* What you will do *
Your job is to return every line in the data holding the string "shade".

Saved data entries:
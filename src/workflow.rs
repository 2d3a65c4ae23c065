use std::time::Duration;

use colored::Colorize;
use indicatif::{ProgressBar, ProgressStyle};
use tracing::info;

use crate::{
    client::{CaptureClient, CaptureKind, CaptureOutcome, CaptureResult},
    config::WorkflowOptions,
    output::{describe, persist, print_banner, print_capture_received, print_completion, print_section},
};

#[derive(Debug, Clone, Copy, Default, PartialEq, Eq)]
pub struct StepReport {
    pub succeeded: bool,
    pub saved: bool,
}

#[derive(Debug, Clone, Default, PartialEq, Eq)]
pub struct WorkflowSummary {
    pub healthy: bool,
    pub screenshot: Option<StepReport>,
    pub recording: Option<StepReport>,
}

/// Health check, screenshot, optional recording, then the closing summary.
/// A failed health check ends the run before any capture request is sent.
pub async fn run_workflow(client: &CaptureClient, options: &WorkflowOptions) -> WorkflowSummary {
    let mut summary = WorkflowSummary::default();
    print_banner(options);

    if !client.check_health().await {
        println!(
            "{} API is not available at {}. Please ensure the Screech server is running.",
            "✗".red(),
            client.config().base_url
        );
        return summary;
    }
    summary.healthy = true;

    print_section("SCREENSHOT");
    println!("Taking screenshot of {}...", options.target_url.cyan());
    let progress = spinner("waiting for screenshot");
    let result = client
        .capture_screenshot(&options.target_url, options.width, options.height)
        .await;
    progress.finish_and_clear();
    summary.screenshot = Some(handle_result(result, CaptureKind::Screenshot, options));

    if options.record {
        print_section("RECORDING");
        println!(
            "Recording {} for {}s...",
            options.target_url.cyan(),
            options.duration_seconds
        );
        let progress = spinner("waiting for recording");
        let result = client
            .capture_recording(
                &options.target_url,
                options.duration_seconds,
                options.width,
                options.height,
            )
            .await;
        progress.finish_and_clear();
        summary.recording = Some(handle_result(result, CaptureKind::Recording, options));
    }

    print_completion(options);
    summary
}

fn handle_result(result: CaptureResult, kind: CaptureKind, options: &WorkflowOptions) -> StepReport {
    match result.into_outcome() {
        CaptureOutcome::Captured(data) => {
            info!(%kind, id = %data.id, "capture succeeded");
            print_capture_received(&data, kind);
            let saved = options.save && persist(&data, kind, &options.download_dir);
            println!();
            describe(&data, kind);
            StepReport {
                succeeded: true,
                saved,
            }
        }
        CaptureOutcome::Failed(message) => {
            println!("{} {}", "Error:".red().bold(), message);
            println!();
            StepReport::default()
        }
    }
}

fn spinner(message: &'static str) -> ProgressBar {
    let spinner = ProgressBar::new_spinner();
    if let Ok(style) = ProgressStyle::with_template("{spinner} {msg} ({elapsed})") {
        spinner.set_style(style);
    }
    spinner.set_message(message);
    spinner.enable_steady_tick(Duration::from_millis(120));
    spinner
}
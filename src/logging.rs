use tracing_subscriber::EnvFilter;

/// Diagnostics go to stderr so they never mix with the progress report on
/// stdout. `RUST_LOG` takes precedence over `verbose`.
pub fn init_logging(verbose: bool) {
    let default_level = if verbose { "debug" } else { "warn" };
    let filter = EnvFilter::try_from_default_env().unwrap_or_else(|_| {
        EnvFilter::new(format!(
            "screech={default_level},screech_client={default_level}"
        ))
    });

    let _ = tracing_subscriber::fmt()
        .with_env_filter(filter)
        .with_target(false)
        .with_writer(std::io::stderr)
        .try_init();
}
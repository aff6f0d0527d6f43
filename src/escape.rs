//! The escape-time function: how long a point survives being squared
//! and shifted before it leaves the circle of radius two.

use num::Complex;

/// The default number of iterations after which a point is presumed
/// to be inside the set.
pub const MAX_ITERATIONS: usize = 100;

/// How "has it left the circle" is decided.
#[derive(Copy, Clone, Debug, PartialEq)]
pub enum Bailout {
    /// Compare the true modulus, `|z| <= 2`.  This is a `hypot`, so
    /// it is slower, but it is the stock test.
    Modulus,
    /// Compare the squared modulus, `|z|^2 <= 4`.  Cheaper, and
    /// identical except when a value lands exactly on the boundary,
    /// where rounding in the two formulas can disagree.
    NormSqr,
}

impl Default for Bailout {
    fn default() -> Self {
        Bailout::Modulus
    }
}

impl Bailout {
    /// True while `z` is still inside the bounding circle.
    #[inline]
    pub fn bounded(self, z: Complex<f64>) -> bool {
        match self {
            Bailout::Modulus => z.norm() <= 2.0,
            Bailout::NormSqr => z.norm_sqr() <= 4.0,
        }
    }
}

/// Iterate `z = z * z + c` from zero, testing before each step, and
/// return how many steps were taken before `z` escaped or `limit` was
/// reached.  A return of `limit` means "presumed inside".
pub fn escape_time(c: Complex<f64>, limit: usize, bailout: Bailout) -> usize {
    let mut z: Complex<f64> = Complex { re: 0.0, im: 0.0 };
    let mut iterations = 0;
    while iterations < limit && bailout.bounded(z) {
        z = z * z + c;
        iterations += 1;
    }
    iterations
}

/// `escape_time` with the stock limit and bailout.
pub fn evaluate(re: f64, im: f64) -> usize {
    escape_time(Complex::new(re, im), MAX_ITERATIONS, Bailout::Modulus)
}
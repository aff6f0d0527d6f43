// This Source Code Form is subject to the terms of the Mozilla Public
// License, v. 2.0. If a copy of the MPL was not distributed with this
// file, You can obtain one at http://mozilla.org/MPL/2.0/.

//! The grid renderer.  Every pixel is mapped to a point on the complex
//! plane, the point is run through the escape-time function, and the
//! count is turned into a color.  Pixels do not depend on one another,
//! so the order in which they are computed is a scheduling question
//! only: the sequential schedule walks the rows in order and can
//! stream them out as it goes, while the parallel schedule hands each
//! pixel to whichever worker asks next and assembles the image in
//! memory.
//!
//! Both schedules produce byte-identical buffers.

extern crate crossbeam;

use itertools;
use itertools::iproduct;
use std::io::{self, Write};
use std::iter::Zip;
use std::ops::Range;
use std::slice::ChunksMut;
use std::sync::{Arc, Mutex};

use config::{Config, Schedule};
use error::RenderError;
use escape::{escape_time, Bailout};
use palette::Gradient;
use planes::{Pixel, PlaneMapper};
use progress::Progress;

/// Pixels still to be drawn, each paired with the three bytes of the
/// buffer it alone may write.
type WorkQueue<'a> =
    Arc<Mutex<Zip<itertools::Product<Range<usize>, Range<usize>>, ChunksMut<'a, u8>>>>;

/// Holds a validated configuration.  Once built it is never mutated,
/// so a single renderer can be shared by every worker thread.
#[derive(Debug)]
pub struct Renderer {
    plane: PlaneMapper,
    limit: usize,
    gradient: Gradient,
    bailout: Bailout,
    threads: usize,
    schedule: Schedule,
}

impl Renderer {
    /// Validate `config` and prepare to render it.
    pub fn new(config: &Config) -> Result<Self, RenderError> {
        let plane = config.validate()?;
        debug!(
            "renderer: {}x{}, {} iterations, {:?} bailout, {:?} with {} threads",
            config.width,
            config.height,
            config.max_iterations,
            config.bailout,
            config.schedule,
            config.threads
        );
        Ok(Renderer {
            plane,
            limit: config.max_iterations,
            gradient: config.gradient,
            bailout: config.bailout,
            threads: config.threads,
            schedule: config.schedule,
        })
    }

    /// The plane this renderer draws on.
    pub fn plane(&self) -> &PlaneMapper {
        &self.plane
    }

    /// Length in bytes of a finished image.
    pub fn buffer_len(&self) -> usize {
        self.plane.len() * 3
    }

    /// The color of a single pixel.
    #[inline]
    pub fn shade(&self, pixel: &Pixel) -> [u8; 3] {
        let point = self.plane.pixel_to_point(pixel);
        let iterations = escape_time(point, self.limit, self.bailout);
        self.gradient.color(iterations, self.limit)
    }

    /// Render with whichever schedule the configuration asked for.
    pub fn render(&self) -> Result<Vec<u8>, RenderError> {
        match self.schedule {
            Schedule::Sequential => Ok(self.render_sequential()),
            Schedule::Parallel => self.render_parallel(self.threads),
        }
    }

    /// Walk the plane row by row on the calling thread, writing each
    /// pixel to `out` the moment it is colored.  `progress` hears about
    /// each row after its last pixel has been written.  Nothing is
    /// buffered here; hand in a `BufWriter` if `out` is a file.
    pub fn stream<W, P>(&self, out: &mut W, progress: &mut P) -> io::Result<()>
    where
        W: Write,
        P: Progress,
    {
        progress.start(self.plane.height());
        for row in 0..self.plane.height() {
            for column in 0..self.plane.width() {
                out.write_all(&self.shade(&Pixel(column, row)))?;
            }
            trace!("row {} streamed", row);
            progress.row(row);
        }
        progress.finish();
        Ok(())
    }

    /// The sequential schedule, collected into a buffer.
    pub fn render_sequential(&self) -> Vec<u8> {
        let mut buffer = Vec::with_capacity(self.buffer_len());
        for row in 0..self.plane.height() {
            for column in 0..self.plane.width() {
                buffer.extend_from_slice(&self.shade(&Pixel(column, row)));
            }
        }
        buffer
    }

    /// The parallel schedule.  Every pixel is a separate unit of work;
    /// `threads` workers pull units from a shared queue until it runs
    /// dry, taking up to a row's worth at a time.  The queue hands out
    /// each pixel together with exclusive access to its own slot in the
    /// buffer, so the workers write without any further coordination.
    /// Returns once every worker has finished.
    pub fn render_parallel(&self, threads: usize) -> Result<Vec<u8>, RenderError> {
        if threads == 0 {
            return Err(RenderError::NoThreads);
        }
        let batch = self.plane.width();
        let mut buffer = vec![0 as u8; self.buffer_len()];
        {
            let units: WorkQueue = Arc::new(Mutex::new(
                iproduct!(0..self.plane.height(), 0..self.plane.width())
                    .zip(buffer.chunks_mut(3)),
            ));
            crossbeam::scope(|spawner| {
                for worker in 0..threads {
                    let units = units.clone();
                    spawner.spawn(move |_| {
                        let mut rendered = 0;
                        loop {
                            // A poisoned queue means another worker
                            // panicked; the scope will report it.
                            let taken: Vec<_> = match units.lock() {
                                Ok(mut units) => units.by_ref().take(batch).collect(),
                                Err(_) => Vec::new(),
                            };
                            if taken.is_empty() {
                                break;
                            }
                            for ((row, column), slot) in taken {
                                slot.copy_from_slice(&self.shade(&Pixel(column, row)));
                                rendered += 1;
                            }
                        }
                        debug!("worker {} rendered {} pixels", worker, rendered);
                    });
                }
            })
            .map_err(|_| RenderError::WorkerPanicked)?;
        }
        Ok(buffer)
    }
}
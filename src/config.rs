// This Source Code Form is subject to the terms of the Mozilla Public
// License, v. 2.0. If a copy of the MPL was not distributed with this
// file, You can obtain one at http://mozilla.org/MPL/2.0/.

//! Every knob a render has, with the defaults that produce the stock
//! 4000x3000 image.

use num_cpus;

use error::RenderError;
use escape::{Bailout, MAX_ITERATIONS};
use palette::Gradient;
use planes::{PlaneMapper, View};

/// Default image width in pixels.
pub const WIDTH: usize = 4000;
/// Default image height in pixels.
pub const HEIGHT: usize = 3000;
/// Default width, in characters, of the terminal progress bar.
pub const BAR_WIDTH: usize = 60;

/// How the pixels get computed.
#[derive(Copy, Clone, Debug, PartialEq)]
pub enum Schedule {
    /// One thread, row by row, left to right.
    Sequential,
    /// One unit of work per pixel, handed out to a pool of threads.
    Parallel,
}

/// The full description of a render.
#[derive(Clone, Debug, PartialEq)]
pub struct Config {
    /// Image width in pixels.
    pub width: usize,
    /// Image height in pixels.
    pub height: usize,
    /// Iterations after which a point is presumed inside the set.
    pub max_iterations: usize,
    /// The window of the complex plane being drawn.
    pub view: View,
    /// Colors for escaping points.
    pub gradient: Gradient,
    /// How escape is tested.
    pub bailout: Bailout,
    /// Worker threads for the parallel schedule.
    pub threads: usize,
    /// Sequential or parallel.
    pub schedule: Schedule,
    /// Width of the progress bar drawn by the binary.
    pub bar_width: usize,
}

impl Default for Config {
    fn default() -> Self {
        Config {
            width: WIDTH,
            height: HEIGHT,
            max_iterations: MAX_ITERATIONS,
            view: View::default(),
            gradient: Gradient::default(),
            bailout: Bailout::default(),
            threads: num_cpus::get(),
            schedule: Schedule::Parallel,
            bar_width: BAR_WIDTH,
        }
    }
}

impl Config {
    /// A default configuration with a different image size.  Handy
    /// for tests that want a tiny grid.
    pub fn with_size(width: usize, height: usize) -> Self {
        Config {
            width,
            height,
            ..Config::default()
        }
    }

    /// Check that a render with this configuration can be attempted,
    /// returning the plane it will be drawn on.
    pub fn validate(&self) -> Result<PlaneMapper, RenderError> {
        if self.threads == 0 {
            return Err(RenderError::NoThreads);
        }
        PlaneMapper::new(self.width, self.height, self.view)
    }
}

* Exercise solution *
    pub fn shade(&self, pixel: &Pixel) -> [u8; 3] {
                out.write_all(&self.shade(&Pixel(column, row)))?;
                buffer.extend_from_slice(&self.shade(&Pixel(column, row)));
                                slot.copy_from_slice(&self.shade(&Pixel(column, row)));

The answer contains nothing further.